“I can’t change the whole world, but I can change this part of it”

Professor Mark Walters

“Hate crime is insidious,” says Professor Mark Walters. “It causes deep and lasting harm to both individuals and whole communities. Once a person has been a target of hate, they can be utterly changed. The fear and trauma are corrosive. And that effect is shared by those around them too. So the question is what to do about it, and that is the challenge which underpins my research.”

Professor Mark Walters, from the School of Law, Politics and Sociology at the University of Sussex, researches the effects of hate crime and how society should respond to it.

The impact of his work has been striking. His research has informed the drafting of a new Bill introduced into the Parliament of Belize, and he has recently been commissioned to draft new legislation for the Seychelles. His research has triggered amendments to the Crown Prosecution Service’s national Hate Crime Legal Guidance, has been given as evidence to the House of Commons Home Affairs Select Committee, and has been used by police forces to improve their practice. Walters’ knowledge and research has also fed into the development of restorative justice programmes across the city of Brighton and Hove.

This is an already impressive list of contributions to improving justice for victims of hate crime. And yet, Walters’ greatest achievement may still be waiting in the wings: his research might be about to bring about wholesale change in UK law. In late 2020, the Law Commission published a major consultation paper inviting views on his recommendations for changes to the law . The Scottish and Northern Irish governments also have consultation papers out derived from Walters’ recommendations.

Walters explains: “Working with colleagues Susann Wiedlitzka and Abenaa Owusu-Bempah, we uncovered a number of limitations to the current legal framework for hate crime in the UK. It’s disjointed, overly complex and it lacks clarity. It unfairly creates a hierarchy of hate crime victims. And it’s causing problems for legal practitioners.

“Instead, there should be one law to cover all of hate crime.  So we proposed a model. Our report was published in 2017 and attracted a lot of media attention. It was supported by many civil society organisations, and the Crown Prosecution Service responded to it in full.

“Since then, the Government announced it would carry out a full review of the law in this area and the Law Commission published their full report in 2020. I was really pleased to see that the work carried out at Sussex is referenced throughout the report, and I am thrilled to see that the 2017 report has helped to shape many of the Commission’s proposals for reform.” 

In addition to improving the legal and criminal framework for addressing hate crime, Walters’ research has also focused on finding the most effective way to address the harms caused by hate.

“If you want to find an intervention that helps repair harms, you need to understand what those harms are in the first place” he explains.

“I worked with Rupert Brown and Jenny Paterson from the School of Psychology to study the emotional and behavioural impacts on LGBT and Muslim communities. We found that hearing about hate crime in a person’s community causes feelings of anger, anxiety and vulnerability. People told us how they changed their behaviour, stopped going out, or started avoiding places and situations.”

It’s clear that hate crimes are no ordinary offending . With this in mind, Walters studies restorative justice interventions, which create a dialogue between those harmed and those responsible. It enables everyone affected to play a role in repairing the harm.

Walters says: “My research shows that we need a legal system that criminalises hate, but we also need to look at the most effective ways of dealing with its effects.”
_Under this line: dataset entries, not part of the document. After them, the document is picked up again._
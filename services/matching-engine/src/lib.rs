//! Matching Engine Service
//!
//! Rebuilds round-trip trades from a batch of broker fills. Fills are
//! sorted, split by (account, ticker) and folded into trades with ENTRY /
//! ADD / TRIM / EXIT legs.
//!
//! **Key Invariants:**
//! - Deterministic matching (same fills in any order → same output)
//! - Conservation of shares on every trade
//! - CLOSED ⟺ no remaining shares
//! - Malformed input never aborts a run

pub mod matching;
pub mod engine;
pub mod warnings;

pub use engine::{match_fills, match_fills_parallel, MatchResult, MatchingEngine};
pub use warnings::{MatchWarning, WarningReason, WarningSummary};
//! Storage errors

use std::io;

use thiserror::Error;
use types::ids::AccountId;

#[derive(Error, Debug)]
pub enum StoreError {
    #[error("IO error: {0}")]
    Io(#[from] io::Error),

    #[error("Serialization error: {0}")]
    Serialization(String),

    #[error("Compression error: {0}")]
    Compression(String),

    #[error("Integrity check failed: expected {expected}, got {actual}")]
    IntegrityFailure { expected: String, actual: String },

    #[error("Unsupported snapshot version: {0}")]
    UnsupportedVersion(u32),

    #[error("Trade set for {expected} contains trades of account {found}")]
    ScopeMismatch { expected: AccountId, found: AccountId },

    #[error("Store lock poisoned")]
    Poisoned,

    #[error("Store unavailable: {0}")]
    Unavailable(String),
}

impl StoreError {
    /// Whether retrying the same operation later can succeed.
    ///
    /// Corrupt data and caller bugs are not retryable; transient I/O is.
    pub fn is_retryable(&self) -> bool {
        matches!(self, StoreError::Io(_) | StoreError::Unavailable(_) | StoreError::Poisoned)
    }
}

impl From<bincode::Error> for StoreError {
    fn from(e: bincode::Error) -> Self {
        StoreError::Serialization(e.to_string())
    }
}
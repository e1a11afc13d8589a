//! rematch: import fills and rebuild trades
//!
//! Usage:
//!   rematch run --fills fills.json [--store-dir DIR] [--compress]
//!   rematch show --store-dir DIR --account <UUID>
//!   rematch verify --fills fills.json [--workers N]
//!
//! `run` prints every affected account's trades, legs and warnings as JSON.
//! With `--store-dir` both the fill ledger and the trade snapshots persist
//! there, so each run re-matches the account's full fill history. Without
//! it fills and trades live in memory for the duration of the run.
//! Tunables come from the environment (or `.env`): `REMATCH_TIMEOUT_MS`,
//! `REMATCH_MAX_PARALLEL`, `REMATCH_MATCH_WORKERS`. Logging goes to stderr
//! and follows `RUST_LOG`.

mod report;

use std::path::PathBuf;
use std::process::ExitCode;
use std::sync::Arc;

use anyhow::{Context, Result};
use clap::{Parser, Subcommand};
use persistence::{
    FileFillStore, FileTradeStore, FillStore, MemoryFillStore, MemoryTradeStore, TradeStore,
};
use recompute::{DeterminismVerifier, RecomputeConfig, Recomputer};
use tracing::{info, warn};
use tracing_subscriber::EnvFilter;
use types::ids::AccountId;

use crate::report::{print_json, read_fills, RunOutput, VerifyOutput};

#[derive(Parser)]
#[command(name = "rematch")]
#[command(version, about = "Rebuild journal trades from broker fills")]
struct Cli {
    /// Pretty-print JSON output
    #[arg(long, global = true)]
    pretty: bool,

    #[command(subcommand)]
    command: Command,
}

#[derive(Subcommand)]
enum Command {
    /// Import fills, recompute affected accounts, print their trades
    Run {
        /// JSON array of fills, or `-` for stdin
        #[arg(short, long)]
        fills: PathBuf,

        /// Persist fills and trade snapshots in this directory
        #[arg(long)]
        store_dir: Option<PathBuf>,

        /// zstd-compress snapshots
        #[arg(long, requires = "store_dir")]
        compress: bool,
    },

    /// Print the stored trade set of one account
    Show {
        #[arg(long)]
        store_dir: PathBuf,

        #[arg(long)]
        account: AccountId,
    },

    /// Match fills twice (forward and reversed) and compare fingerprints
    Verify {
        #[arg(short, long)]
        fills: PathBuf,

        /// Also compare against parallel matching with this many workers
        #[arg(long)]
        workers: Option<usize>,
    },
}

fn init_tracing() {
    let filter = EnvFilter::try_from_default_env().unwrap_or_else(|_| EnvFilter::new("info"));
    tracing_subscriber::fmt()
        .with_env_filter(filter)
        .with_writer(std::io::stderr)
        .init();
}

#[tokio::main]
async fn main() -> Result<ExitCode> {
    let _ = dotenvy::dotenv();
    init_tracing();

    let cli = Cli::parse();
    match cli.command {
        Command::Run {
            fills,
            store_dir,
            compress,
        } => run(fills, store_dir, compress, cli.pretty).await,
        Command::Show { store_dir, account } => {
            let store = FileTradeStore::new(store_dir, false)?;
            let set = store
                .load_trades(account)
                .with_context(|| format!("loading trades for {account}"))?;
            print_json(&set, cli.pretty)?;
            Ok(ExitCode::SUCCESS)
        }
        Command::Verify { fills, workers } => verify(fills, workers, cli.pretty),
    }
}

async fn run(
    fills: PathBuf,
    store_dir: Option<PathBuf>,
    compress: bool,
    pretty: bool,
) -> Result<ExitCode> {
    let config = RecomputeConfig::from_env().context("reading recompute config")?;
    let fills = read_fills(&fills)?;
    info!(fills = fills.len(), ?config, "Starting import");

    let fill_store: Arc<dyn FillStore> = match &store_dir {
        Some(dir) => Arc::new(FileFillStore::open(dir).context("opening fill ledger")?),
        None => Arc::new(MemoryFillStore::new()),
    };
    let trades: Arc<dyn TradeStore> = match store_dir {
        Some(dir) => Arc::new(FileTradeStore::new(dir, compress)?),
        None => Arc::new(MemoryTradeStore::new()),
    };
    let recomputer = Recomputer::new(fill_store, trades.clone(), config);

    let summary = recomputer.import(fills).await?;
    for w in summary.warnings() {
        warn!(account_id = %w.account_id, "{w}");
    }

    let output = RunOutput::collect(&summary, trades.as_ref())?;
    print_json(&output, pretty)?;

    Ok(if summary.is_complete() {
        ExitCode::SUCCESS
    } else {
        ExitCode::FAILURE
    })
}

fn verify(fills: PathBuf, workers: Option<usize>, pretty: bool) -> Result<ExitCode> {
    let fills = read_fills(&fills)?;

    let mut reports = vec![DeterminismVerifier::verify_double_match(&fills)?];
    if let Some(n) = workers {
        reports.push(DeterminismVerifier::verify_parallel(&fills, n)?);
    }

    let identical = reports.iter().all(|r| r.is_match());
    let outputs: Vec<VerifyOutput> = reports.into_iter().map(VerifyOutput::from).collect();
    print_json(&outputs, pretty)?;

    Ok(if identical {
        ExitCode::SUCCESS
    } else {
        ExitCode::FAILURE
    })
}
//! Snapshot System: per-account trade-set snapshots with integrity checks
//!
//! Features:
//! - One snapshot holds the complete trade set of a single account
//! - SHA-256 integrity hash over the bincode-serialized trade set
//! - Snapshot versioning for forward compatibility
//! - `fingerprint` doubles as the determinism check: equal trade sets
//!   always serialize to the same bytes, so they hash the same

use serde::{Deserialize, Serialize};
use sha2::{Digest, Sha256};
use types::ids::AccountId;
use types::trade::TradeSet;

use crate::error::StoreError;

/// Current snapshot format version.
pub const SNAPSHOT_VERSION: u32 = 1;

/// SHA-256 hex digest of a trade set's bincode encoding.
pub fn fingerprint(set: &TradeSet) -> Result<String, StoreError> {
    digest(set)
}

/// SHA-256 hex digest of any value's bincode encoding.
pub(crate) fn digest<T: Serialize + ?Sized>(value: &T) -> Result<String, StoreError> {
    let bytes = bincode::serialize(value)?;
    let mut hasher = Sha256::new();
    hasher.update(&bytes);
    Ok(format!("{:x}", hasher.finalize()))
}

// ── Snapshot ────────────────────────────────────────────────────────

/// The complete derived trades of one account, as written to disk.
#[derive(Debug, Clone, PartialEq, Serialize, Deserialize)]
pub struct TradeSnapshot {
    /// Snapshot format version for forward compatibility.
    pub version: u32,
    pub account_id: AccountId,
    pub set: TradeSet,
    /// SHA-256 hash of the serialized trade set.
    pub checksum: String,
}

impl TradeSnapshot {
    /// Create a new snapshot with computed integrity hash.
    pub fn new(account_id: AccountId, set: TradeSet) -> Result<Self, StoreError> {
        let checksum = fingerprint(&set)?;
        Ok(Self {
            version: SNAPSHOT_VERSION,
            account_id,
            set,
            checksum,
        })
    }

    /// Check version and checksum. Scope is checked by the caller, which
    /// knows which account it asked for.
    pub fn verify_integrity(&self) -> Result<(), StoreError> {
        if self.version > SNAPSHOT_VERSION {
            return Err(StoreError::UnsupportedVersion(self.version));
        }
        let actual = fingerprint(&self.set)?;
        if actual != self.checksum {
            return Err(StoreError::IntegrityFailure {
                expected: self.checksum.clone(),
                actual,
            });
        }
        Ok(())
    }

    pub fn encode(&self) -> Result<Vec<u8>, StoreError> {
        Ok(bincode::serialize(self)?)
    }

    /// Decode and verify in one step.
    pub fn decode(bytes: &[u8]) -> Result<Self, StoreError> {
        let snapshot: TradeSnapshot = bincode::deserialize(bytes)?;
        snapshot.verify_integrity()?;
        Ok(snapshot)
    }
}

// ── Tests ───────────────────────────────────────────────────────────
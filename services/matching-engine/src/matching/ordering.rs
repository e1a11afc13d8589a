//! Deterministic ordering and partitioning of fills
//!
//! Fills are sorted by (account, ticker, executed_at, external_id). The
//! trailing external id makes the order total, so two fills landing in the
//! same microsecond are always processed the same way.

use types::fill::{Fill, PartitionKey};

/// Fills for one (account, ticker) pair, in matching order
#[derive(Debug, Clone)]
pub struct Partition<'a> {
    pub key: PartitionKey,
    pub fills: Vec<&'a Fill>,
}

/// Sort fills into matching order without copying them
pub fn sort_fills(fills: &[Fill]) -> Vec<&Fill> {
    let mut sorted: Vec<&Fill> = fills.iter().collect();
    sorted.sort_by(|a, b| a.sort_key().cmp(&b.sort_key()));
    sorted
}

/// Split sorted fills into contiguous (account, ticker) partitions
pub fn partition<'a>(sorted: Vec<&'a Fill>) -> Vec<Partition<'a>> {
    let mut partitions: Vec<Partition<'a>> = Vec::new();

    for fill in sorted {
        match partitions.last_mut() {
            Some(current)
                if current.key.0 == fill.account_id && current.key.1 == fill.ticker =>
            {
                current.fills.push(fill);
            }
            _ => partitions.push(Partition {
                key: fill.partition_key(),
                fills: vec![fill],
            }),
        }
    }

    partitions
}

/// Fills whose (executed_at, external_id) collides with another fill.
///
/// Input must already be sorted, so collisions are adjacent. Each colliding
/// fill is reported once.
pub fn find_ambiguous<'a>(sorted: &[&'a Fill]) -> Vec<&'a Fill> {
    let mut ambiguous: Vec<&'a Fill> = Vec::new();

    for pair in sorted.windows(2) {
        let (a, b) = (pair[0], pair[1]);
        if a.executed_at == b.executed_at && a.external_id == b.external_id {
            if !ambiguous.last().is_some_and(|last| std::ptr::eq(*last, a)) {
                ambiguous.push(a);
            }
            ambiguous.push(b);
        }
    }

    ambiguous
}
Many people assume that restorative justice is a soft-touch approach. But Sussex research is finding that the communities targeted by hate crime can be supportive of restorative justice.  One recent study of LGBT and Muslim respondents found that most people (six in ten in both groups) felt that a restorative justice outcome – such as reparative dialogue and community work – would be more effective than imprisonment.

“There’s an argument that simply stigmatising a person as a racist or a homophobe doesn’t address the underlying causes of hate. It simply labels them. What’s more, the victim is left out of this approach – it’s almost as if they’re just a source of evidence.”

Walters’ research suggests that there are instances where the use of restorative justice means victims are better able to move beyond their experiences of hate. They’re less anxious or angry and their emotional wellbeing is improved. His research has also found that continuous offenders are more likely to stop offending after a restorative justice intervention.  

“We need to prosecute perpetrators where we can, and where it’s appropriate,” he says. “But there are some instances, or some sentences, for which restorative justice is a helpful option.”

Research into this area has never been more urgent than it is now. The number of recorded hate crimes has increased significantly over the past five years and recently the coronavirus pandemic has seen the emergence of new forms of hate and hostility, most prominently against Asian, LGBT, and Jewish people, who have unfairly been blamed for the spread of the virus.

It’s urgent and yet rewarding work for Walters and his colleagues. “I love being an academic,” he says. “It’s really satisfying. Teaching students, learning from that process, and then going out into the wider world, working with government, talking to the police… it’s always different, always interesting. I’m not going to change the whole world but I can change this part of it. If I keep going, I will make a difference.”